Ion channel structure and function
Plant ion channels, especially members of the Kv channel family, present a number of unique and intriguing problems in biology, from the unusual gating properties and clustering of GORK and SKOR, to the physical interactions of the KAT1 and KC1 K+ channels with several vesicle-trafficking proteins that affect channel gating. Our research centres on the molecular structures behind these channel properties in order to understand the associated mechanisms and their consequences for the plant cell.
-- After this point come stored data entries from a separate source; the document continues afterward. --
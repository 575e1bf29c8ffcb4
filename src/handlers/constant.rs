//! Constant-emission handler

use std::path::PathBuf;

use async_trait::async_trait;
use tracing::debug;

use crate::handlers::{Handler, HandlerError, HandlerKind, ParamMap, PortSpec};

/// Writes its `value` parameter to every output.
#[derive(Debug)]
pub struct ConstHandler {
    spec: PortSpec,
    params: ParamMap,
}

impl ConstHandler {
    pub fn new() -> Self {
        let mut params = ParamMap::new();
        params.insert("value".to_string(), "text".to_string());
        Self {
            spec: PortSpec::new(&[], &["out"]),
            params,
        }
    }
}

impl Default for ConstHandler {
    fn default() -> Self {
        Self::new()
    }
}

#[async_trait]
impl Handler for ConstHandler {
    fn kind(&self) -> HandlerKind {
        HandlerKind::Const
    }

    fn port_spec(&self) -> &PortSpec {
        &self.spec
    }

    fn params(&self) -> &ParamMap {
        &self.params
    }

    fn params_mut(&mut self) -> &mut ParamMap {
        &mut self.params
    }

    async fn run(&self, _inputs: &[PathBuf], outputs: &[PathBuf]) -> Result<(), HandlerError> {
        let value = self.params.get("value").cloned().unwrap_or_default();
        for out in outputs {
            debug!(path = %out.display(), "Writing constant: {value:?}");
            tokio::fs::write(out, value.as_bytes()).await?;
        }
        Ok(())
    }
}

#[cfg(test)]
mod tests {
    use super::*;
    use tempfile::TempDir;

    #[tokio::test]
    async fn test_const_writes_value_to_every_output() {
        let dir = TempDir::new().unwrap();
        let out1 = dir.path().join("out1");
        let out2 = dir.path().join("out2");

        let mut handler = ConstHandler::new();
        handler.params_mut().insert("value".into(), "3".into());
        handler
            .run(&[], &[out1.clone(), out2.clone()])
            .await
            .unwrap();

        assert_eq!(std::fs::read(&out1).unwrap(), b"3");
        assert_eq!(std::fs::read(&out2).unwrap(), b"3");
    }

    #[test]
    fn test_default_value() {
        let handler = ConstHandler::new();
        assert_eq!(handler.params().get("value").map(String::as_str), Some("text"));
    }
}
Mechanics of vesicle traffic
Homeostasis and growth depend on the control of cell volume and osmolarity. How this control is achieved lies at the very heart of the century-old problem of how plants regulate turgor, mineral and water transport. Vesicle traffic adds membrane surface and contributes to wall remodelling as the cell grows, and they must therefore be coordinated with ion transport. Our previous discoveries of physical interactions between conserved subsets of vesicle-trafficking proteins and ion channels identify a core set of molecular links, previously unanticipated, that are important for this coordination. Current efforts are now directed to understanding the dynamics of this mutual ‘governance’ between vesicle traffic and ion transport.
Systems dynamics of stomatal gas exchange
Transport and metabolism in guard cells are defined by a deep knowledge of the component processes with quantitative kinetic detail at the cellular level. In recent years we developed the OnGuard platform for systems dynamic analysis that builds on this knowledge. The platform has proven exceptionally powerful in predicting the emergent properties of guard cells. We are now expanding this approach to encompass water flux, carbon fixation and gas exchange of the leaf and canopy, thereby providing a direct mechanistic connection to the molecular and kinetic components of the guard cell. Our long-term goal is to enable rational approaches to reverse-engineering of stomatal behaviour and precision agriculture, improving water use efficiency and crop yields.